Projekt składa się z dwóch zasadniczych części. Pierwszą jest budowa nowego bezkolizyjnego węzła dwóch dróg krajowych – ul. Pszczyńskiej (DK86) i ul. 73 Pułku Piechoty (DK81) wraz z rozbudową ulicy Pszczyńskiej od autostrady A4 do ulicy Górniczego Stanu. Dla ruchu regionalnego pozwoli to usprawnić skomunikowanie południowej części aglomeracji katowickiej z jej centrum, a także południowo-wschodnią częścią samych Katowic. Druga część obejmuje rozbudowę istniejącego węzła drogowego ulicy Pszczyńskiej z ulicami 73 Pułku Piechoty, Karolinki, Kolistą, obsługującego ruch lokalny.
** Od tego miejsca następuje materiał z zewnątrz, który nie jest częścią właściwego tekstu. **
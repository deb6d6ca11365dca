//! Table-ready data structures for path reports.
//!
//! This module provides `PathTable`, a presentation-ready data structure
//! that can be printed as the tab-separated report, rendered as an aligned
//! table, or serialized to JSON.
//!
//! The data flow is:
//! 1. Raw Data (ScanResult)
//! 2. QuerySet (filtered, sorted)
//! 3. PathTable (formatted strings for display)
//!
//! PathTable is a pure presentation layer - it only formats data, no filtering
//! or sorting logic. All computation happens in the QuerySet layer.

use serde::{Deserialize, Serialize};

use crate::data::stats::PathEntry;
use crate::query::queryset::PathQuerySet;

/// Which columns a table carries after the path.
#[derive(Debug, Clone, Copy, PartialEq, Eq, Default, Serialize, Deserialize)]
pub enum TableLayout {
    /// Sample, Occurrences, Max/File, Sample File
    #[default]
    Report,
    /// Report columns plus the document that reached Max/File
    Detailed,
}

/// A single row in the table (data row or footer).
#[derive(Debug, Clone, Serialize, Deserialize)]
pub struct TableRow {
    /// Row label (path key, or the summary for the footer)
    pub label: String,
    /// Values for each column after the label (as strings, ready for display)
    pub values: Vec<String>,
}

/// Table-ready path statistics.
///
/// This is the final data structure before presentation. Renderers iterate
/// over headers/rows/footer and apply formatting - no computation.
#[derive(Debug, Clone, Serialize, Deserialize)]
pub struct PathTable {
    /// Column headers: [Path, Sample, Occurrences, Max/File, ...]
    pub headers: Vec<String>,
    /// Data rows
    pub rows: Vec<TableRow>,
    /// Summary row
    pub footer: TableRow,
}

impl PathTable {
    /// Create a PathTable from a PathQuerySet.
    pub fn from_queryset(qs: &PathQuerySet, layout: TableLayout) -> Self {
        let rows = qs
            .items
            .iter()
            .map(|item| TableRow {
                label: item.label.clone(),
                values: format_entry(&item.entry, layout),
            })
            .collect();

        PathTable {
            headers: build_headers(layout),
            rows,
            footer: TableRow {
                label: build_footer_label(qs),
                values: Vec::new(),
            },
        }
    }

    /// The tab-separated report: one line per row, no header or footer.
    ///
    /// Tabs and line breaks inside a field are written as `\t`, `\r` and
    /// `\n` so that every row stays on one line with a fixed number of
    /// fields. Backslashes are left alone, so the escaping is not reversible
    /// for values that already contain one of those sequences.
    pub fn to_tsv(&self) -> String {
        let mut out = String::new();
        for row in &self.rows {
            out.push_str(&escape_field(&row.label));
            for value in &row.values {
                out.push('\t');
                out.push_str(&escape_field(value));
            }
            out.push('\n');
        }
        out
    }
}

fn build_headers(layout: TableLayout) -> Vec<String> {
    let mut headers = vec!["Path", "Sample", "Occurrences", "Max/File"];
    if layout == TableLayout::Detailed {
        headers.push("Max File");
    }
    headers.push("Sample File");
    headers.into_iter().map(String::from).collect()
}

fn format_entry(entry: &PathEntry, layout: TableLayout) -> Vec<String> {
    let mut values = vec![
        entry.sample_value().to_string(),
        entry.stats.occurrences.to_string(),
        entry.stats.max_per_file.to_string(),
    ];
    if layout == TableLayout::Detailed {
        values.push(entry.stats.max_file.clone());
    }
    values.push(entry.sample_file().to_string());
    values
}

fn build_footer_label(qs: &PathQuerySet) -> String {
    let mut label = format!(
        "Total ({} of {} paths, {} documents",
        qs.items.len(),
        qs.path_count,
        qs.document_count
    );
    if qs.skipped_count > 0 {
        label.push_str(&format!(", {} skipped", qs.skipped_count));
    }
    label.push(')');
    label
}

fn escape_field(field: &str) -> String {
    if !field.contains(['\t', '\n', '\r']) {
        return field.to_string();
    }
    let mut out = String::with_capacity(field.len() + 4);
    for c in field.chars() {
        match c {
            '\t' => out.push_str("\\t"),
            '\n' => out.push_str("\\n"),
            '\r' => out.push_str("\\r"),
            _ => out.push(c),
        }
    }
    out
}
CZYTAJ TAKŻE: Szansa na lepsze drogi? Rząd szykuje na to ponad 3,26 mld zł

W rezultacie powstaną dwa węzły: jeden będzie rozprowadzał ruch tranzytowy w kierunku Tychów, Cieszyna i Skoczowa oraz na północ w kierunku autostrady A4 i dalej w kierunku Krakowa i Wrocławia oraz Łodzi i Gdańska. Drugi będzie dedykowany dla ruchu w kierunku Giszowca, Murcek i Ochojca.

Korki na trasie ma nieco zmniejszyć włączenie do ruchu 700-metrowego odcinka DK86 w stronę Tychów od wiaduktu nad ulicą Kolistą do skrzyżowania z ulicą Górniczego Stanu. Natomiast w ciągu kilku tygodni ma być oddana bezkolizyjna łącznica DK81 i DK86. Umożliwi wyjazd z ulicy 73 Pułku Piechoty na ulicę Pszczyńską w kierunku na Tychy.

„Droga śmierci”

Paradoksalnie inwestycja przy Giszowcu może utrudnić ruch w innej części Katowic – na południu miasta. Przebudowany węzeł może znacząco zwiększyć ruch ulicą 73 Pułku Piechoty w stronę ulicy Kościuszki. Tam przy galerii handlowej Libero powstało zamiast planowanego wcześniej ronda i wykopu zwykłe skrzyżowanie ze światłami, które przy większej liczbie samochodów będzie się zatykać.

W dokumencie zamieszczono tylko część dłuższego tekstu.